* Stored data entries *
--

//! Named triggers for scroll and resize recomputes.
//!
//! Page features register plain recompute functions against a [`Trigger`].
//! The [`Coordinator`] turns raw window events into trigger firings:
//! scroll events are coalesced to one run per animation frame and resize
//! events are debounced to one run after a quiet window.

use std::cell::RefCell;
use std::rc::Rc;
use std::time::Duration;

use crate::config::scroll;
use crate::core::schedule::{Debouncer, FrameThrottle, Scheduler};

/// When a registered recompute runs.
#[derive(Debug, Clone, Copy, PartialEq, Eq, Hash)]
pub enum Trigger {
    /// Every raw scroll event.
    Scroll,
    /// At most once per animation frame while scrolling.
    ScrollFrame,
    /// Once resizing has been quiet for the debounce window.
    ResizeQuiet,
}

type Handler = Rc<dyn Fn()>;

#[derive(Default)]
struct Registry {
    handlers: RefCell<Vec<(Trigger, Handler)>>,
}

impl Registry {
    fn run(&self, trigger: Trigger) {
        // Snapshot so handlers may register more handlers.
        let handlers: Vec<Handler> = self
            .handlers
            .borrow()
            .iter()
            .filter(|(t, _)| *t == trigger)
            .map(|(_, h)| Rc::clone(h))
            .collect();
        for handler in handlers {
            handler();
        }
    }
}

/// Dispatches window events to registered recomputes.
pub struct Coordinator<S: Scheduler> {
    registry: Rc<Registry>,
    frame: FrameThrottle<S>,
    resize: Debouncer<S>,
}

impl<S: Scheduler + Clone> Coordinator<S> {
    pub fn new(scheduler: S) -> Self {
        Self::with_resize_quiet(
            scheduler,
            Duration::from_millis(u64::from(scroll::RESIZE_QUIET_MS)),
        )
    }

    pub fn with_resize_quiet(scheduler: S, quiet: Duration) -> Self {
        Self {
            registry: Rc::new(Registry::default()),
            frame: FrameThrottle::new(scheduler.clone()),
            resize: Debouncer::new(scheduler, quiet),
        }
    }
}

impl<S: Scheduler> Coordinator<S> {
    /// Registers `handler` for `trigger`. Handlers of one trigger run in registration order.
    pub fn register(&self, trigger: Trigger, handler: impl Fn() + 'static) {
        self.registry
            .handlers
            .borrow_mut()
            .push((trigger, Rc::new(handler)));
    }

    /// Runs every handler of `trigger` immediately.
    pub fn fire(&self, trigger: Trigger) {
        self.registry.run(trigger);
    }

    /// Feeds a raw scroll event.
    pub fn on_scroll(&self) {
        self.registry.run(Trigger::Scroll);
        let registry = Rc::clone(&self.registry);
        self.frame.call(move || registry.run(Trigger::ScrollFrame));
    }

    /// Feeds a raw resize event.
    pub fn on_resize(&self) {
        let registry = Rc::clone(&self.registry);
        self.resize.call(move || registry.run(Trigger::ResizeQuiet));
    }
}

#[cfg(test)]
mod tests {
    use std::cell::Cell;

    use super::*;
    use crate::core::schedule::ManualScheduler;

    fn counter(coordinator: &Coordinator<ManualScheduler>, trigger: Trigger) -> Rc<Cell<u32>> {
        let count = Rc::new(Cell::new(0));
        let c = Rc::clone(&count);
        coordinator.register(trigger, move || c.set(c.get() + 1));
        count
    }

    #[test]
    fn test_scroll_frame_coalesced() {
        let scheduler = ManualScheduler::new();
        let coordinator = Coordinator::new(scheduler.clone());
        let raw = counter(&coordinator, Trigger::Scroll);
        let framed = counter(&coordinator, Trigger::ScrollFrame);

        for _ in 0..5 {
            coordinator.on_scroll();
        }
        assert_eq!(raw.get(), 5);
        assert_eq!(framed.get(), 0);

        scheduler.run_frame();
        assert_eq!(framed.get(), 1);
    }

    #[test]
    fn test_frame_handlers_run_in_registration_order() {
        let scheduler = ManualScheduler::new();
        let coordinator = Coordinator::new(scheduler.clone());
        let order = Rc::new(RefCell::new(Vec::new()));
        for name in ["navbar", "active-link"] {
            let order = Rc::clone(&order);
            coordinator.register(Trigger::ScrollFrame, move || order.borrow_mut().push(name));
        }

        coordinator.on_scroll();
        scheduler.run_frame();
        assert_eq!(*order.borrow(), vec!["navbar", "active-link"]);
    }

    #[test]
    fn test_resize_debounced_uses_latest_state() {
        let scheduler = ManualScheduler::new();
        let coordinator = Coordinator::new(scheduler.clone());
        let width = Rc::new(Cell::new(0));
        let seen = Rc::new(RefCell::new(Vec::new()));
        {
            let width = Rc::clone(&width);
            let seen = Rc::clone(&seen);
            coordinator.register(Trigger::ResizeQuiet, move || seen.borrow_mut().push(width.get()));
        }

        for w in [400, 600, 800, 1000] {
            width.set(w);
            coordinator.on_resize();
            scheduler.advance(100);
        }
        assert!(seen.borrow().is_empty());

        scheduler.advance(150);
        assert_eq!(*seen.borrow(), vec![1000]);
    }

    #[test]
    fn test_fire_runs_immediately() {
        let coordinator = Coordinator::new(ManualScheduler::new());
        let framed = counter(&coordinator, Trigger::ScrollFrame);
        let resize = counter(&coordinator, Trigger::ResizeQuiet);
        coordinator.fire(Trigger::ScrollFrame);
        assert_eq!((framed.get(), resize.get()), (1, 0));
    }
}
//! In-page link scrolling and the back-to-top control.

use std::rc::Rc;

use web_sys::{Document, Element, Event, HtmlElement, Window};

use crate::app::Page;
use crate::config::{classes, selectors};
use crate::core::error::SetupError;
use crate::core::navigation::{fragment_target, scroll_destination};
use crate::utils::dom;

struct Scroller {
    window: Window,
    document: Document,
    navbar: Option<HtmlElement>,
}

impl Scroller {
    fn follow(&self, event: &Event, link: &Element) {
        event.prevent_default();

        let Some(href) = link.get_attribute("href") else {
            return;
        };
        let Some(selector) = fragment_target(&href) else {
            return;
        };
        let Ok(Some(target)) = self.document.query_selector(selector) else {
            return;
        };

        let navbar_height = self
            .navbar
            .as_ref()
            .map_or(0.0, |n| f64::from(n.offset_height()));
        dom::smooth_scroll_to(
            &self.window,
            scroll_destination(dom::offset_top(&target), navbar_height),
        );
    }
}

/// Makes nav links and other `#fragment` links scroll smoothly, offset by the navbar.
pub fn install_links(page: &Page) -> Result<(), SetupError> {
    let scroller = Rc::new(Scroller {
        window: page.window.clone(),
        document: page.document.clone(),
        navbar: page.by_id(selectors::NAVBAR_ID).ok(),
    });

    let nav_links = page.query_all(selectors::NAV_LINK);
    let other_links = page
        .query_all(selectors::INTERNAL_LINK)
        .into_iter()
        .filter(|link| !dom::has_class(link, classes::NAV_LINK));

    for link in nav_links.into_iter().chain(other_links) {
        let scroller = Rc::clone(&scroller);
        let target = link.clone();
        dom::listen(&link, "click", move |event| scroller.follow(&event, &target))?;
    }
    Ok(())
}

/// Scrolls back to the top of the page from the footer control.
pub fn install_back_to_top(page: &Page) -> Result<(), SetupError> {
    let button = page.query(selectors::BACK_TO_TOP)?;
    let window = page.window.clone();
    dom::listen(&button, "click", move |event| {
        event.prevent_default();
        dom::smooth_scroll_to(&window, 0.0);
    })
}
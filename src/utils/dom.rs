//! DOM and Web API utility functions.
//!
//! Provides safe, consistent access to browser APIs with proper error handling.

use wasm_bindgen::JsCast;
use wasm_bindgen::JsValue;
use wasm_bindgen::prelude::Closure;
use web_sys::{
    Document, Element, Event, EventTarget, HtmlElement, ScrollBehavior, ScrollToOptions, Window,
};

use crate::core::error::SetupError;

/// Get the browser window object.
#[inline]
pub fn window() -> Result<Window, SetupError> {
    web_sys::window().ok_or(SetupError::NoWindow)
}

/// Get the window's document.
#[inline]
pub fn document(window: &Window) -> Result<Document, SetupError> {
    window.document().ok_or(SetupError::NoDocument)
}

/// Find an element by id.
pub fn by_id(document: &Document, id: &'static str) -> Result<HtmlElement, SetupError> {
    document
        .get_element_by_id(id)
        .and_then(|el| el.dyn_into::<HtmlElement>().ok())
        .ok_or(SetupError::MissingElement(id))
}

/// Find the first element matching a selector.
pub fn query(document: &Document, selector: &'static str) -> Result<Element, SetupError> {
    document
        .query_selector(selector)
        .ok()
        .flatten()
        .ok_or(SetupError::MissingElement(selector))
}

/// Collect every element matching a selector, in document order.
///
/// An invalid selector yields an empty list.
pub fn query_all(document: &Document, selector: &str) -> Vec<Element> {
    let Ok(nodes) = document.query_selector_all(selector) else {
        return Vec::new();
    };
    (0..nodes.length())
        .filter_map(|i| nodes.get(i))
        .filter_map(|node| node.dyn_into::<Element>().ok())
        .collect()
}

/// Collect matching descendants of an element.
pub fn query_all_in(root: &Element, selector: &str) -> Vec<Element> {
    let Ok(nodes) = root.query_selector_all(selector) else {
        return Vec::new();
    };
    (0..nodes.length())
        .filter_map(|i| nodes.get(i))
        .filter_map(|node| node.dyn_into::<Element>().ok())
        .collect()
}

/// Add or remove a class.
pub fn set_class(element: &Element, class: &str, on: bool) {
    let list = element.class_list();
    let _ = if on {
        list.add_1(class)
    } else {
        list.remove_1(class)
    };
}

#[inline]
pub fn has_class(element: &Element, class: &str) -> bool {
    element.class_list().contains(class)
}

// =============================================================================
// Geometry
// =============================================================================

/// Current vertical scroll offset.
pub fn scroll_y(window: &Window) -> f64 {
    window.scroll_y().unwrap_or(0.0)
}

/// Viewport height in CSS pixels.
pub fn inner_height(window: &Window) -> f64 {
    window
        .inner_height()
        .ok()
        .and_then(|h| h.as_f64())
        .unwrap_or(0.0)
}

/// Viewport width in CSS pixels.
pub fn inner_width(window: &Window) -> f64 {
    window
        .inner_width()
        .ok()
        .and_then(|w| w.as_f64())
        .unwrap_or(0.0)
}

/// Top of an element relative to the document (`offsetTop`).
pub fn offset_top(element: &Element) -> f64 {
    element
        .dyn_ref::<HtmlElement>()
        .map(|el| f64::from(el.offset_top()))
        .unwrap_or(0.0)
}

/// Rendered height of an element (`offsetHeight`).
pub fn offset_height(element: &Element) -> f64 {
    element
        .dyn_ref::<HtmlElement>()
        .map(|el| f64::from(el.offset_height()))
        .unwrap_or(0.0)
}

/// Smoothly scroll the window to a vertical offset.
pub fn smooth_scroll_to(window: &Window, top: f64) {
    let options = ScrollToOptions::new();
    options.set_top(top);
    options.set_behavior(ScrollBehavior::Smooth);
    window.scroll_to_with_scroll_to_options(&options);
}

// =============================================================================
// Capabilities
// =============================================================================

/// Whether the browser exposes `IntersectionObserver`.
pub fn supports_intersection_observer(window: &Window) -> bool {
    js_sys::Reflect::has(window, &JsValue::from_str("IntersectionObserver")).unwrap_or(false)
}

// =============================================================================
// Events
// =============================================================================

/// Attach an event listener for the lifetime of the page.
///
/// The closure is intentionally leaked using `forget()`; listeners are
/// never removed.
pub fn listen(
    target: &EventTarget,
    event: &str,
    handler: impl FnMut(Event) + 'static,
) -> Result<(), SetupError> {
    let closure = Closure::wrap(Box::new(handler) as Box<dyn FnMut(Event)>);
    target.add_event_listener_with_callback(event, closure.as_ref().unchecked_ref())?;
    closure.forget();
    Ok(())
}
//! Preloader removal once the page has fully loaded.

use std::time::Duration;

use web_sys::Document;

use crate::app::Page;
use crate::config::{PRELOADER_REMOVE_MS, classes, selectors};
use crate::core::Scheduler;
use crate::core::error::SetupError;
use crate::utils::{BrowserScheduler, dom};

/// Whether the window `load` event has already fired for this `readyState`.
fn load_already_fired(ready_state: &str) -> bool {
    ready_state == "complete"
}

/// Fades the preloader out, removes it after its transition, and marks
/// the body as loaded.
fn finish(document: &Document, scheduler: &BrowserScheduler) {
    if let Ok(Some(preloader)) = document.query_selector(selectors::PRELOADER) {
        dom::set_class(&preloader, classes::LOADED, true);
        scheduler.set_timeout(
            Duration::from_millis(u64::from(PRELOADER_REMOVE_MS)),
            Box::new(move || preloader.remove()),
        );
    }

    if let Some(body) = document.body() {
        dom::set_class(&body, classes::LOADED, true);
    }
}

/// Runs [`finish`] on window `load`, or right away when the page finished
/// loading before the module started.
pub fn install(page: &Page) -> Result<(), SetupError> {
    if load_already_fired(&page.document.ready_state()) {
        finish(&page.document, &page.scheduler);
        return Ok(());
    }

    let document = page.document.clone();
    let scheduler = page.scheduler.clone();
    dom::listen(&page.window, "load", move |_| finish(&document, &scheduler))
}
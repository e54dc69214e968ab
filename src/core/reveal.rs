//! Scroll reveal coordination.
//!
//! A [`RevealBoard`] tracks every reveal element and decides what to do when
//! an element is seen. A [`RevealController`] carries those decisions out
//! against a [`RevealSurface`] (the DOM in the browser), deferring staggered
//! reveals through a [`Scheduler`].
//!
//! Elements are seen either through intersection observers or, when the
//! browser has none, by polling their position on scroll. The strategy is
//! picked once at setup and the two are never mixed.

use std::cell::RefCell;
use std::rc::Rc;
use std::time::Duration;

use crate::config::reveal;
use crate::core::schedule::Scheduler;
use crate::models::{RevealElement, RevealKind};

/// How reveal elements are detected.
#[derive(Debug, Clone, Copy, PartialEq, Eq)]
pub enum RevealStrategy {
    /// Intersection observers with per-kind margin and threshold.
    Observer,
    /// Position polling on scroll.
    Polling,
}

impl RevealStrategy {
    pub fn detect(observer_supported: bool) -> Self {
        if observer_supported {
            Self::Observer
        } else {
            Self::Polling
        }
    }
}

/// Work produced by an intersection entry.
#[derive(Debug, Clone, Copy, PartialEq, Eq)]
pub enum RevealAction {
    /// Mark the element visible now.
    Show { index: usize },
    /// Mark the element visible after `delay_ms`.
    ShowAfter { index: usize, delay_ms: u32 },
    /// Stop observing the element.
    Unobserve { index: usize },
}

/// Polling fallback predicate: the top edge has risen 150px above the viewport bottom.
pub fn within_reveal_point(element_top: f64, viewport_height: f64) -> bool {
    element_top < viewport_height - reveal::POLL_REVEAL_POINT
}

/// Visibility bookkeeping for every reveal element on the page.
#[derive(Debug, Clone, Default)]
pub struct RevealBoard {
    elements: Vec<RevealElement>,
}

impl RevealBoard {
    pub fn new() -> Self {
        Self::default()
    }

    /// Registers an element and returns its index.
    pub fn push(&mut self, kind: RevealKind, stagger_ms: u32) -> usize {
        self.elements.push(RevealElement::new(kind, stagger_ms));
        self.elements.len() - 1
    }

    pub fn get(&self, index: usize) -> Option<&RevealElement> {
        self.elements.get(index)
    }

    pub fn len(&self) -> usize {
        self.elements.len()
    }

    pub fn is_empty(&self) -> bool {
        self.elements.is_empty()
    }

    pub fn is_visible(&self, index: usize) -> bool {
        self.get(index).is_some_and(RevealElement::is_visible)
    }

    pub fn is_observed(&self, index: usize) -> bool {
        self.get(index).is_some_and(RevealElement::is_observed)
    }

    /// Handles an intersection entry for the element at `index`.
    ///
    /// Fade elements are shown after their stagger when they intersect
    /// while still hidden, and stay observed. Skill bars are shown at once (their
    /// stagger is a transition delay) and unobserved. Entries for elements
    /// no longer observed are ignored.
    pub fn on_intersection(&mut self, index: usize, intersecting: bool) -> Vec<RevealAction> {
        let Some(element) = self.elements.get_mut(index) else {
            return Vec::new();
        };
        if !intersecting || !element.is_observed() {
            return Vec::new();
        }

        match element.kind {
            RevealKind::Fade if element.is_visible() => Vec::new(),
            RevealKind::Fade => vec![RevealAction::ShowAfter {
                index,
                delay_ms: element.stagger_ms,
            }],
            RevealKind::SkillBar => {
                element.stop_observing();
                vec![
                    RevealAction::Show { index },
                    RevealAction::Unobserve { index },
                ]
            }
        }
    }

    /// Latches the element visible. Returns `true` only the first time.
    pub fn mark_visible(&mut self, index: usize) -> bool {
        self.elements
            .get_mut(index)
            .is_some_and(RevealElement::latch_visible)
    }

    /// Polling fallback check. Returns `true` when the element newly became visible.
    pub fn poll(&mut self, index: usize, element_top: f64, viewport_height: f64) -> bool {
        within_reveal_point(element_top, viewport_height) && self.mark_visible(index)
    }
}

/// Presentation side of the reveal animators.
pub trait RevealSurface {
    /// Sets the visible flag on the element.
    fn show(&self, index: usize);
    /// Detaches the element from its observer.
    fn unobserve(&self, index: usize);
}

struct Shared<S, V> {
    board: RefCell<RevealBoard>,
    scheduler: S,
    surface: V,
}

/// Runs reveal decisions against a surface.
pub struct RevealController<S: Scheduler, V: RevealSurface> {
    shared: Rc<Shared<S, V>>,
}

impl<S: Scheduler, V: RevealSurface> Clone for RevealController<S, V> {
    fn clone(&self) -> Self {
        Self {
            shared: Rc::clone(&self.shared),
        }
    }
}

impl<S: Scheduler + 'static, V: RevealSurface + 'static> RevealController<S, V> {
    pub fn new(board: RevealBoard, scheduler: S, surface: V) -> Self {
        Self {
            shared: Rc::new(Shared {
                board: RefCell::new(board),
                scheduler,
                surface,
            }),
        }
    }

    pub fn board(&self) -> std::cell::Ref<'_, RevealBoard> {
        self.shared.board.borrow()
    }

    pub fn surface(&self) -> &V {
        &self.shared.surface
    }

    /// Handles one intersection observer entry.
    pub fn on_entry(&self, index: usize, intersecting: bool) {
        let actions = self
            .shared
            .board
            .borrow_mut()
            .on_intersection(index, intersecting);

        for action in actions {
            match action {
                RevealAction::Show { index } => self.show_now(index),
                RevealAction::ShowAfter { index, delay_ms } => self.show_after(index, delay_ms),
                RevealAction::Unobserve { index } => self.shared.surface.unobserve(index),
            }
        }
    }

    /// Polls every element against the current viewport.
    ///
    /// `top_of` yields an element's top edge relative to the viewport.
    pub fn poll(&self, viewport_height: f64, top_of: impl Fn(usize) -> Option<f64>) {
        let count = self.shared.board.borrow().len();
        for index in 0..count {
            let Some(top) = top_of(index) else { continue };
            let newly_visible = self
                .shared
                .board
                .borrow_mut()
                .poll(index, top, viewport_height);
            if newly_visible {
                self.shared.surface.show(index);
            }
        }
    }

    fn show_after(&self, index: usize, delay_ms: u32) {
        let controller = self.clone();
        self.shared.scheduler.set_timeout(
            Duration::from_millis(u64::from(delay_ms)),
            Box::new(move || controller.show_now(index)),
        );
    }

    fn show_now(&self, index: usize) {
        let newly_visible = self.shared.board.borrow_mut().mark_visible(index);
        if newly_visible {
            self.shared.surface.show(index);
        }
    }
}
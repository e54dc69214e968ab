//! Data models for page behaviors.
//!
//! - [`TypingState`], [`Frame`], [`TypingSpeeds`] - Typewriter state machine
//! - [`NavSection`], [`LinkHighlight`] - Section geometry and active-link decisions
//! - [`RevealElement`], [`RevealKind`], [`ObserverOptions`] - Scroll reveal targets

mod reveal;
mod section;
mod typing;

pub use reveal::{ObserverOptions, RevealElement, RevealKind};
pub use section::{LinkHighlight, NavSection};
pub use typing::{Frame, TypingSpeeds, TypingState};
//! Scroll-derived navigation state.
//!
//! Pure recompute functions: every input comes from live layout at call
//! time and nothing is remembered between calls.

use crate::config::scroll;
use crate::models::{LinkHighlight, NavSection};

/// Whether the navbar should use its scrolled variant.
pub fn navbar_scrolled(scroll_y: f64) -> bool {
    scroll_y > scroll::NAVBAR_SCROLLED_Y
}

/// Picks the section whose nav link should be active.
///
/// The reference point is `scroll_y + navbar_height + 100`. Sections are scanned
/// in document order and the last one containing the point wins. Within the
/// first 100px of the page the home section is always chosen.
pub fn active_section(
    sections: &[NavSection],
    scroll_y: f64,
    navbar_height: f64,
    home_id: &str,
) -> LinkHighlight {
    if scroll_y < scroll::HOME_OVERRIDE_Y {
        return LinkHighlight::Activate(home_id.to_string());
    }

    let point = scroll_y + navbar_height + scroll::ACTIVE_SECTION_OFFSET;
    sections
        .iter()
        .filter(|section| section.contains(point))
        .last()
        .map(|section| LinkHighlight::Activate(section.id.clone()))
        .unwrap_or(LinkHighlight::Unchanged)
}

/// Applies a highlight decision to a list of link hrefs.
///
/// `previous` holds the current active flags and is returned untouched for
/// [`LinkHighlight::Unchanged`]. Otherwise every flag is cleared and the first
/// link whose href matches the section gets set, so at most one link is
/// active.
pub fn link_flags(
    hrefs: &[Option<String>],
    previous: &[bool],
    highlight: &LinkHighlight,
) -> Vec<bool> {
    let Some(target) = highlight.href() else {
        return previous.to_vec();
    };

    let mut flags = vec![false; hrefs.len()];
    if let Some(i) = hrefs
        .iter()
        .position(|href| href.as_deref() == Some(target.as_str()))
    {
        flags[i] = true;
    }
    flags
}

/// Extracts the in-page target selector from a link href.
///
/// Returns `None` for empty hrefs, a bare `#` and anything that is not a
/// fragment.
pub fn fragment_target(href: &str) -> Option<&str> {
    match href {
        "" | "#" => None,
        h if h.starts_with('#') => Some(h),
        _ => None,
    }
}

/// Scroll offset that puts a section's top just below the fixed navbar.
pub fn scroll_destination(offset_top: f64, navbar_height: f64) -> f64 {
    (offset_top - navbar_height).max(0.0)
}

--

* Your objective *
From the start of the data to the line that holds "turns raw window", retype each line exactly, with both ends included.

* Response *
//! Named triggers for scroll and resize recomputes.
//!
//! Page features register plain recompute functions against a [`Trigger`].
//! The [`Coordinator`] turns raw window events into trigger firings:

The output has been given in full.